Enceladus is encased in ice and has an ocean of salty water hidden beneath it. In 2005, the Cassini spacecraft observed geysers blasting vapor and ice grains out of Enceladus’ icy shell. In that space-faring spray, scientists have detected organic molecules. The discovery of phosphorus on Enceladus, along with the presence of other essential elements and organic molecules, makes it an exciting target for the search for alien life.
The researchers believe that the high concentration of phosphorus in Enceladus’ ocean may arise from reactions between seawater and a phosphate-bearing mineral called apatite. Apatite is often found in carbonaceous chondrites, a primitive, planet-building material. The researchers estimate that a kilogram of water from Enceladus’ ocean contains roughly 1 to 20 millimoles of phosphate, a concentration thousands of times greater than in Earth’s ocean.
Furthermore, many other icy ocean worlds may contain apatite, and similarly, they too could also carry high levels of phosphate in their oceans. This richness could be a boon for any potential alien organisms.
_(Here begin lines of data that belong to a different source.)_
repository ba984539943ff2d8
use std::collections::BTreeSet;

use chrono::{DateTime, Utc};
use tracing::debug;

use crate::domain::entities::{
    time_window::{TimeWindowSpec, WindowError},
    user_record::{LoginSignal, UserRecords},
};

/// Partition of a record collection around a cutoff instant.
///
/// `active` and `timeless` are disjoint; every other record is inactive.
#[derive(Debug, Clone, PartialEq, Eq)]
pub struct Classification {
    pub cutoff: DateTime<Utc>,
    pub active: BTreeSet<String>,
    /// Records with no usable login date (missing or unparsable).
    pub timeless: BTreeSet<String>,
    /// How many of the timeless records had a date that failed to parse.
    pub unparsable: usize,
    pub total: usize,
}

impl Classification {
    pub fn active_count(&self) -> usize {
        self.active.len()
    }

    pub fn timeless_count(&self) -> usize {
        self.timeless.len()
    }

    pub fn missing_login_count(&self) -> usize {
        self.timeless.len() - self.unparsable
    }

    pub fn inactive_count(&self) -> usize {
        self.total - self.active.len() - self.timeless.len()
    }
}

/// Classify every record against the cutoff derived from `window` and `now`.
///
/// A record is active only if its login is strictly later than the cutoff; a login exactly
/// at the cutoff is inactive.
pub fn classify(
    records: &UserRecords,
    window: &TimeWindowSpec,
    now: DateTime<Utc>,
) -> Result<Classification, WindowError> {
    let cutoff = window.cutoff_from(now)?;

    let mut classification = Classification {
        cutoff,
        active: BTreeSet::new(),
        timeless: BTreeSet::new(),
        unparsable: 0,
        total: records.len(),
    };

    for (id, record) in records {
        match record.login_signal() {
            LoginSignal::At(last_login) => {
                if last_login > cutoff {
                    classification.active.insert(id.clone());
                }
            }
            LoginSignal::Missing => {
                classification.timeless.insert(id.clone());
            }
            LoginSignal::Unparsable => {
                debug!(user = %id, raw = ?record.last_login_date, "unparsable last login date");
                classification.unparsable += 1;
                classification.timeless.insert(id.clone());
            }
        }
    }

    debug!(
        %cutoff,
        active = classification.active_count(),
        timeless = classification.timeless_count(),
        inactive = classification.inactive_count(),
        "classified records"
    );
    Ok(classification)
}
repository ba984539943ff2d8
use std::collections::BTreeMap;

use chrono::{DateTime, NaiveDateTime, Utc};
use serde::{Deserialize, Serialize};
use serde_json::Value;
use thiserror::Error;

/// Wire format of `last_login_date`: UTC with a mandatory fractional-seconds part.
pub const LAST_LOGIN_FORMAT: &str = "%Y-%m-%dT%H:%M:%S%.fZ";

/// Identity-keyed collection of discovered users.
pub type UserRecords = BTreeMap<String, UserRecord>;

/// The projection of a user document the counter keeps.
///
/// Field names on the wire follow the admin API (`_id`, `createdAt`, `last_login_date`),
/// and snapshots are written with the same names.
#[derive(Debug, Clone, PartialEq, Eq, Serialize, Deserialize)]
pub struct UserRecord {
    #[serde(rename = "_id")]
    pub id: String,
    #[serde(default, skip_serializing_if = "Option::is_none")]
    pub name: Option<String>,
    #[serde(rename = "createdAt", default, skip_serializing_if = "Option::is_none")]
    pub created_at: Option<String>,
    #[serde(rename = "updatedAt", default, skip_serializing_if = "Option::is_none")]
    pub updated_at: Option<String>,
    #[serde(
        rename = "last_login_date",
        default,
        skip_serializing_if = "Option::is_none"
    )]
    pub last_login_date: Option<String>,
}

#[derive(Debug, Clone, PartialEq, Eq, Error)]
#[error("last login date {raw:?} does not match {}", LAST_LOGIN_FORMAT)]
pub struct DateParseError {
    pub raw: String,
}

/// What a record says about its owner's last login.
#[derive(Debug, Clone, Copy, PartialEq, Eq)]
pub enum LoginSignal {
    Missing,
    Unparsable,
    At(DateTime<Utc>),
}

impl UserRecord {
    /// Project a raw API document onto the fields we keep.
    ///
    /// Returns `None` when the document has no usable identity (missing, empty or not a string).
    /// Optional fields that are present but not strings are treated as absent.
    pub fn project(raw: &Value) -> Option<Self> {
        let doc = raw.as_object()?;
        let id = doc.get("_id")?.as_str()?;
        if id.is_empty() {
            return None;
        }

        let text = |key: &str| doc.get(key).and_then(Value::as_str).map(str::to_string);

        Some(Self {
            id: id.to_string(),
            name: text("name"),
            created_at: text("createdAt"),
            updated_at: text("updatedAt"),
            last_login_date: text("last_login_date"),
        })
    }

    pub fn login_signal(&self) -> LoginSignal {
        match self.last_login_date.as_deref() {
            None => LoginSignal::Missing,
            Some(raw) => match parse_last_login(raw) {
                Ok(at) => LoginSignal::At(at),
                Err(_) => LoginSignal::Unparsable,
            },
        }
    }
}

/// Parse a `last_login_date` value.
pub fn parse_last_login(raw: &str) -> Result<DateTime<Utc>, DateParseError> {
    // chrono treats the fraction as optional; the admin API always sends one.
    if !raw.contains('.') {
        return Err(DateParseError {
            raw: raw.to_string(),
        });
    }

    NaiveDateTime::parse_from_str(raw, LAST_LOGIN_FORMAT)
        .map(|naive| naive.and_utc())
        .map_err(|_| DateParseError {
            raw: raw.to_string(),
        })
}

/// Insert or overwrite a record under its own identity.
pub fn upsert(records: &mut UserRecords, record: UserRecord) {
    records.insert(record.id.clone(), record);
}
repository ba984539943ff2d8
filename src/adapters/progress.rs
use std::sync::Mutex;
use std::time::{Duration, Instant};

use tracing::info;

use crate::application::ports::page_source::{ProgressReporter, SweepProgress};

pub const DEFAULT_PROGRESS_INTERVAL: Duration = Duration::from_secs(5);

/// Logs "X/Y users discovered" at most once per `interval`, and always on the last page.
pub struct LogProgress {
    interval: Duration,
    last_logged: Mutex<Option<Instant>>,
}

impl LogProgress {
    pub fn new(interval: Duration) -> Self {
        Self {
            interval,
            last_logged: Mutex::new(None),
        }
    }

    fn due(&self, now: Instant, force: bool) -> bool {
        let Ok(mut last) = self.last_logged.lock() else {
            return force;
        };
        let due = force || last.is_none_or(|at| now.duration_since(at) >= self.interval);
        if due {
            *last = Some(now);
        }
        due
    }
}

impl ProgressReporter for LogProgress {
    fn on_page(&self, progress: &SweepProgress) {
        if !self.due(Instant::now(), progress.is_last_page()) {
            return;
        }
        info!(
            page = progress.page,
            expected_pages = progress.expected_pages,
            "{}/{} users discovered",
            progress.discovered,
            progress.total_reported
        );
    }
}
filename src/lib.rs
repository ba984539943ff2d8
pub mod adapters;
pub mod application;
pub mod domain;
pub mod infra;

#[cfg(test)]
pub mod test_utils;

// Re-exports for shorter use statements.
pub use application::*;
pub use domain::*;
However, the discovery raises questions about why such an abundance of chemical energy and nutrients remains if life exists on Enceladus. It’s possible that the moon is simply barren of life, but there’s another more hopeful explanation. Life on frigid Enceladus may simply consume the nutrient at a sluggish pace.
This discovery is a significant step forward in the search for alien life and the potential for life on other icy worlds. The discovery of phosphorus on Enceladus, along with the presence of other essential elements and organic molecules, makes it an exciting target for future missions to explore.